- [WHAT THE TASK REQUIRES]: Within the listing below, filter for "PasswordHash" and copy every matching line.

::: RECORDS FOR THE TASK

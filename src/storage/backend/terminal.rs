use async_trait::async_trait;
use chrono::{DateTime, Utc};
use sea_orm::{
    ActiveModelTrait, ActiveValue::NotSet, ActiveValue::Set, ColumnTrait, EntityTrait,
    QueryFilter, QueryOrder, sea_query::Expr,
};
use tracing::debug;

use super::SeaOrmStorage;
use super::converters::{model_to_command, model_to_session, session_to_active_model};
use super::retry::{map_db_err, with_retry, with_write_retry};
use crate::errors::{Result, ToolbeltError};
use crate::storage::models::{CommandExecution, CommandResult, SessionState, TerminalSession};
use crate::storage::traits::SessionStore;

use migration::entities::{terminal_command, terminal_session};

#[async_trait]
impl SessionStore for SeaOrmStorage {
    async fn insert_session(&self, session: TerminalSession) -> Result<TerminalSession> {
        let db = &self.db;
        let active = session_to_active_model(&session);

        let model = with_write_retry("insert_session", self.retry_config, || {
            let active = active.clone();
            async move { active.insert(db).await }
        })
        .await
        .map_err(|e| map_db_err("insert_session", e))?;

        model_to_session(model)
    }

    async fn get_session(&self, session_id: &str) -> Result<TerminalSession> {
        let db = &self.db;

        let model = with_retry(
            &format!("get_session({})", session_id),
            self.retry_config,
            || async { terminal_session::Entity::find_by_id(session_id).one(db).await },
        )
        .await
        .map_err(|e| map_db_err("get_session", e))?
        .ok_or_else(|| ToolbeltError::not_found(format!("Session '{}' not found", session_id)))?;

        model_to_session(model)
    }

    async fn mark_session_closed(
        &self,
        session_id: &str,
        closed_at: DateTime<Utc>,
    ) -> Result<bool> {
        let db = &self.db;

        // 条件更新：只有 open 状态的会话会被关闭
        let result = with_write_retry(
            &format!("mark_session_closed({})", session_id),
            self.retry_config,
            || async {
                terminal_session::Entity::update_many()
                    .col_expr(
                        terminal_session::Column::State,
                        Expr::value(SessionState::Closed.as_ref()),
                    )
                    .col_expr(terminal_session::Column::ClosedAt, Expr::value(closed_at))
                    .filter(terminal_session::Column::SessionId.eq(session_id))
                    .filter(terminal_session::Column::State.eq(SessionState::Open.as_ref()))
                    .exec(db)
                    .await
            },
        )
        .await
        .map_err(|e| map_db_err("mark_session_closed", e))?;

        Ok(result.rows_affected > 0)
    }

    async fn insert_command(
        &self,
        session_id: &str,
        owner_id: i64,
        command: &str,
        result: &CommandResult,
        executed_at: DateTime<Utc>,
    ) -> Result<CommandExecution> {
        let db = &self.db;
        let active = terminal_command::ActiveModel {
            id: NotSet,
            session_id: Set(session_id.to_string()),
            owner_id: Set(owner_id),
            command: Set(command.to_string()),
            result: Set(serde_json::to_string(result)?),
            executed_at: Set(executed_at),
        };

        let model = with_write_retry("insert_command", self.retry_config, || {
            let active = active.clone();
            async move { active.insert(db).await }
        })
        .await
        .map_err(|e| map_db_err("insert_command", e))?;

        debug!("Command #{} recorded for session {}", model.id, session_id);
        model_to_command(model)
    }

    async fn list_commands_by_session(&self, session_id: &str) -> Result<Vec<CommandExecution>> {
        let db = &self.db;

        let models = with_retry(
            &format!("list_commands_by_session({})", session_id),
            self.retry_config,
            || async {
                terminal_command::Entity::find()
                    .filter(terminal_command::Column::SessionId.eq(session_id))
                    .order_by_asc(terminal_command::Column::Id)
                    .all(db)
                    .await
            },
        )
        .await
        .map_err(|e| map_db_err("list_commands_by_session", e))?;

        let commands = models
            .into_iter()
            .map(model_to_command)
            .collect::<Result<Vec<_>>>()?;

        debug!(
            "Loaded {} commands for session {}",
            commands.len(),
            session_id
        );
        Ok(commands)
    }
}
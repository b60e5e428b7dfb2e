pub mod paste;
pub mod short_url;
pub mod terminal_command;
pub mod terminal_session;
pub mod user;

pub use paste::Entity as PasteEntity;
pub use short_url::Entity as ShortUrlEntity;
pub use terminal_command::Entity as TerminalCommandEntity;
pub use terminal_session::Entity as TerminalSessionEntity;
pub use user::Entity as UserEntity;
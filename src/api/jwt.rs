use chrono::{Duration, Utc};
use jsonwebtoken::{DecodingKey, EncodingKey, Header, Validation, decode, encode};
use serde::{Deserialize, Serialize};
use tracing::warn;

use crate::config::AuthConfig;
use crate::errors::{Result, ToolbeltError};

const ACCESS_TOKEN_TYPE: &str = "access";

/// Access Token Claims
#[derive(Debug, Serialize, Deserialize)]
pub struct AccessClaims {
    /// 用户 id
    pub sub: String,
    pub iat: i64,
    pub exp: i64,
    pub jti: String,
    pub token_type: String,
}

/// JWT Service for generating and validating tokens (HS256)
pub struct JwtService {
    encoding_key: EncodingKey,
    decoding_key: DecodingKey,
    access_token_minutes: u64,
}

impl JwtService {
    pub fn new(secret: &str, access_token_minutes: u64) -> Self {
        Self {
            encoding_key: EncodingKey::from_secret(secret.as_bytes()),
            decoding_key: DecodingKey::from_secret(secret.as_bytes()),
            access_token_minutes,
        }
    }

    /// Create JwtService from the `[auth]` section
    ///
    /// secret 为空时随机生成，进程重启后已签发的 token 全部失效
    pub fn from_config(config: &AuthConfig) -> Self {
        let secret = if config.jwt_secret.is_empty() {
            warn!("auth.jwt_secret is empty, generating a random secret for this process");
            crate::ids::new_short_id(48)
        } else {
            config.jwt_secret.clone()
        };

        Self::new(&secret, config.access_token_minutes)
    }

    pub fn access_token_minutes(&self) -> u64 {
        self.access_token_minutes
    }

    /// 为用户签发 access token
    pub fn generate_access_token(&self, user_id: i64) -> Result<String> {
        let now = Utc::now();
        let claims = AccessClaims {
            sub: user_id.to_string(),
            iat: now.timestamp(),
            exp: (now + Duration::minutes(self.access_token_minutes as i64)).timestamp(),
            jti: uuid::Uuid::new_v4().to_string(),
            token_type: ACCESS_TOKEN_TYPE.to_string(),
        };

        Ok(encode(&Header::default(), &claims, &self.encoding_key)?)
    }

    /// Validate Access Token
    pub fn validate_access_token(&self, token: &str) -> Result<AccessClaims> {
        let token_data = decode::<AccessClaims>(token, &self.decoding_key, &Validation::default())?;

        if token_data.claims.token_type != ACCESS_TOKEN_TYPE {
            return Err(ToolbeltError::token("Not an access token"));
        }

        Ok(token_data.claims)
    }

    /// 校验 token 并取出用户 id
    pub fn user_id_from_token(&self, token: &str) -> Result<i64> {
        let claims = self.validate_access_token(token)?;
        claims
            .sub
            .parse()
            .map_err(|_| ToolbeltError::token(format!("Invalid subject '{}'", claims.sub)))
    }
}
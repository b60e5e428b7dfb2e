use sea_orm::entity::prelude::*;

#[derive(Clone, Debug, PartialEq, DeriveEntityModel, Eq)]
#[sea_orm(table_name = "terminal_commands")]
pub struct Model {
    #[sea_orm(primary_key)]
    pub id: i64,
    pub session_id: String,
    pub owner_id: i64,
    #[sea_orm(column_type = "Text")]
    pub command: String,
    /// JSON 编码的执行结果
    #[sea_orm(column_type = "Text")]
    pub result: String,
    pub executed_at: DateTimeUtc,
}

#[derive(Copy, Clone, Debug, EnumIter, DeriveRelation)]
pub enum Relation {
    #[sea_orm(
        belongs_to = "super::terminal_session::Entity",
        from = "Column::SessionId",
        to = "super::terminal_session::Column::SessionId",
        on_delete = "Cascade"
    )]
    Session,
}

impl Related<super::terminal_session::Entity> for Entity {
    fn to() -> RelationDef {
        Relation::Session.def()
    }
}

impl ActiveModelBehavior for ActiveModel {}
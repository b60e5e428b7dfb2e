//! 密码哈希工具模块
//!
//! 使用 Argon2id 算法进行密码哈希和验证

use argon2::{
    Argon2,
    password_hash::{PasswordHash, PasswordHasher, PasswordVerifier, SaltString, rand_core::OsRng},
};

use crate::errors::{Result, ToolbeltError};

/// 对密码进行 Argon2id 哈希（PHC 字符串，含盐）
pub fn hash_password(password: &str) -> Result<String> {
    let salt = SaltString::generate(&mut OsRng);

    Argon2::default()
        .hash_password(password.as_bytes(), &salt)
        .map(|hash| hash.to_string())
        .map_err(|e| ToolbeltError::password_hash(e.to_string()))
}

/// 验证密码是否匹配哈希
///
/// 哈希串本身损坏时返回错误；不匹配返回 `Ok(false)`。
pub fn verify_password(password: &str, hash: &str) -> Result<bool> {
    let parsed =
        PasswordHash::new(hash).map_err(|e| ToolbeltError::password_hash(e.to_string()))?;

    Ok(Argon2::default()
        .verify_password(password.as_bytes(), &parsed)
        .is_ok())
}

#[cfg(test)]
mod tests {
    use super::*;

    #[test]
    fn test_hash_and_verify() {
        let hash = hash_password("correct horse").unwrap();

        assert!(hash.starts_with("$argon2id$"));
        assert!(verify_password("correct horse", &hash).unwrap());
        assert!(!verify_password("battery staple", &hash).unwrap());
    }

    #[test]
    fn test_same_password_different_salt() {
        let a = hash_password("password123").unwrap();
        let b = hash_password("password123").unwrap();
        assert_ne!(a, b);
    }

    #[test]
    fn test_corrupt_hash_is_error() {
        assert!(verify_password("x", "not-a-phc-string").is_err());
    }
}
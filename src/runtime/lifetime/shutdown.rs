use tokio::signal;
use tracing::{info, warn};

/// 等待 Ctrl+C（unix 下另监听 SIGTERM）
pub async fn listen_for_shutdown() {
    #[cfg(unix)]
    {
        use tokio::signal::unix::{SignalKind, signal as unix_signal};

        match unix_signal(SignalKind::terminate()) {
            Ok(mut sigterm) => {
                tokio::select! {
                    res = signal::ctrl_c() => log_ctrl_c(res),
                    _ = sigterm.recv() => info!("SIGTERM received, shutting down..."),
                }
            }
            Err(e) => {
                warn!("Failed to listen for SIGTERM: {}", e);
                log_ctrl_c(signal::ctrl_c().await);
            }
        }
    }

    #[cfg(not(unix))]
    log_ctrl_c(signal::ctrl_c().await);
}

fn log_ctrl_c(res: std::io::Result<()>) {
    match res {
        Ok(()) => info!("Shutdown signal received, shutting down..."),
        Err(e) => warn!(
            "Failed to listen for Ctrl+C: {}. Proceeding with shutdown anyway.",
            e
        ),
    }
}
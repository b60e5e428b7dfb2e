use async_trait::async_trait;
use chrono::{DateTime, Utc};
use sea_orm::{ActiveModelTrait, ColumnTrait, Condition, EntityTrait, QueryFilter};
use tracing::{debug, info};

use super::SeaOrmStorage;
use super::converters::{model_to_paste, paste_to_active_model};
use super::retry::{map_db_err, with_retry, with_write_retry};
use crate::errors::{Result, ToolbeltError};
use crate::storage::models::Paste;
use crate::storage::traits::PasteStore;

use migration::entities::paste;

#[async_trait]
impl PasteStore for SeaOrmStorage {
    async fn insert_paste(&self, record: Paste) -> Result<Paste> {
        let db = &self.db;
        let active = paste_to_active_model(&record);

        let model = with_write_retry("insert_paste", self.retry_config, || {
            let active = active.clone();
            async move { active.insert(db).await }
        })
        .await
        .map_err(|e| map_db_err("insert_paste", e))?;

        Ok(model_to_paste(model))
    }

    async fn get_paste(&self, id: &str) -> Result<Paste> {
        let db = &self.db;

        let model = with_retry(&format!("get_paste({})", id), self.retry_config, || async {
            paste::Entity::find_by_id(id).one(db).await
        })
        .await
        .map_err(|e| map_db_err("get_paste", e))?;

        model
            .map(model_to_paste)
            .ok_or_else(|| ToolbeltError::not_found(format!("Paste '{}' not found", id)))
    }

    async fn delete_paste(&self, id: &str, caller: Option<i64>) -> Result<()> {
        let db = &self.db;

        // 一条 DELETE 同时完成存在性与所有权判断：无主记录任何人可删
        let owner_matches = Condition::any()
            .add(paste::Column::OwnerId.is_null())
            .add_option(caller.map(|uid| paste::Column::OwnerId.eq(uid)));

        let result = with_write_retry(&format!("delete_paste({})", id), self.retry_config, || {
            let owner_matches = owner_matches.clone();
            async move {
                paste::Entity::delete_many()
                    .filter(paste::Column::Id.eq(id))
                    .filter(owner_matches)
                    .exec(db)
                    .await
            }
        })
        .await
        .map_err(|e| map_db_err("delete_paste", e))?;

        if result.rows_affected == 0 {
            // 区分“不存在”与“不是你的”
            return match self.get_paste(id).await {
                Ok(_) => Err(ToolbeltError::forbidden(format!(
                    "Paste '{}' belongs to another user",
                    id
                ))),
                Err(e) => Err(e),
            };
        }

        info!("Paste deleted: {}", id);
        Ok(())
    }

    async fn purge_expired_pastes(&self, now: DateTime<Utc>) -> Result<u64> {
        let db = &self.db;

        let result = with_retry("purge_expired_pastes", self.retry_config, || async {
            paste::Entity::delete_many()
                .filter(paste::Column::ExpiresAt.is_not_null())
                .filter(paste::Column::ExpiresAt.lte(now))
                .exec(db)
                .await
        })
        .await
        .map_err(|e| map_db_err("purge_expired_pastes", e))?;

        debug!("Purged {} expired pastes", result.rows_affected);
        Ok(result.rows_affected)
    }
}
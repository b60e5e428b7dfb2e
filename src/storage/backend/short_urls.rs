use async_trait::async_trait;
use chrono::{DateTime, Utc};
use sea_orm::{
    ActiveModelTrait, ColumnTrait, Condition, EntityTrait, ExprTrait, QueryFilter,
    sea_query::Expr,
};
use tracing::{debug, info, trace};

use super::SeaOrmStorage;
use super::converters::{model_to_short_url, short_url_to_active_model};
use super::retry::{map_db_err, with_retry, with_write_retry};
use crate::errors::{Result, ToolbeltError};
use crate::storage::models::ShortUrl;
use crate::storage::traits::ShortUrlStore;

use migration::entities::short_url;

#[async_trait]
impl ShortUrlStore for SeaOrmStorage {
    async fn insert_short_url(&self, record: ShortUrl) -> Result<ShortUrl> {
        let db = &self.db;
        let active = short_url_to_active_model(&record);

        let model = with_write_retry("insert_short_url", self.retry_config, || {
            let active = active.clone();
            async move { active.insert(db).await }
        })
        .await
        .map_err(|e| map_db_err("insert_short_url", e))?;

        Ok(model_to_short_url(model))
    }

    async fn get_short_url(&self, short_id: &str) -> Result<ShortUrl> {
        let db = &self.db;

        let model = with_retry(
            &format!("get_short_url({})", short_id),
            self.retry_config,
            || async { short_url::Entity::find_by_id(short_id).one(db).await },
        )
        .await
        .map_err(|e| map_db_err("get_short_url", e))?;

        model
            .map(model_to_short_url)
            .ok_or_else(|| ToolbeltError::not_found(format!("Short URL '{}' not found", short_id)))
    }

    async fn increment_hit_count(&self, short_id: &str) -> Result<()> {
        let db = &self.db;

        // UPDATE short_urls SET hit_count = hit_count + 1 WHERE short_id = ?
        let result = with_write_retry(
            &format!("increment_hit_count({})", short_id),
            self.retry_config,
            || async {
                short_url::Entity::update_many()
                    .col_expr(
                        short_url::Column::HitCount,
                        Expr::col(short_url::Column::HitCount).add(1),
                    )
                    .filter(short_url::Column::ShortId.eq(short_id))
                    .exec(db)
                    .await
            },
        )
        .await
        .map_err(|e| map_db_err("increment_hit_count", e))?;

        if result.rows_affected == 0 {
            return Err(ToolbeltError::not_found(format!(
                "Short URL '{}' not found",
                short_id
            )));
        }

        trace!("hit_count incremented for {}", short_id);
        Ok(())
    }

    async fn delete_short_url(&self, short_id: &str, caller: Option<i64>) -> Result<()> {
        let db = &self.db;

        let owner_matches = Condition::any()
            .add(short_url::Column::OwnerId.is_null())
            .add_option(caller.map(|uid| short_url::Column::OwnerId.eq(uid)));

        let result = with_write_retry(
            &format!("delete_short_url({})", short_id),
            self.retry_config,
            || {
                let owner_matches = owner_matches.clone();
                async move {
                    short_url::Entity::delete_many()
                        .filter(short_url::Column::ShortId.eq(short_id))
                        .filter(owner_matches)
                        .exec(db)
                        .await
                }
            },
        )
        .await
        .map_err(|e| map_db_err("delete_short_url", e))?;

        if result.rows_affected == 0 {
            return match self.get_short_url(short_id).await {
                Ok(_) => Err(ToolbeltError::forbidden(format!(
                    "Short URL '{}' belongs to another user",
                    short_id
                ))),
                Err(e) => Err(e),
            };
        }

        info!("Short URL deleted: {}", short_id);
        Ok(())
    }

    async fn purge_expired_short_urls(&self, now: DateTime<Utc>) -> Result<u64> {
        let db = &self.db;

        let result = with_retry("purge_expired_short_urls", self.retry_config, || async {
            short_url::Entity::delete_many()
                .filter(short_url::Column::ExpiresAt.is_not_null())
                .filter(short_url::Column::ExpiresAt.lte(now))
                .exec(db)
                .await
        })
        .await
        .map_err(|e| map_db_err("purge_expired_short_urls", e))?;

        debug!("Purged {} expired short URLs", result.rows_affected);
        Ok(result.rows_affected)
    }
}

::::::

- [WRITTEN SOLUTION]:
    password_hash::{PasswordHash, PasswordHasher, PasswordVerifier, SaltString, rand_core::OsRng},
        PasswordHash::new(hash).map_err(|e| ToolbeltError::password_hash(e.to_string()))?;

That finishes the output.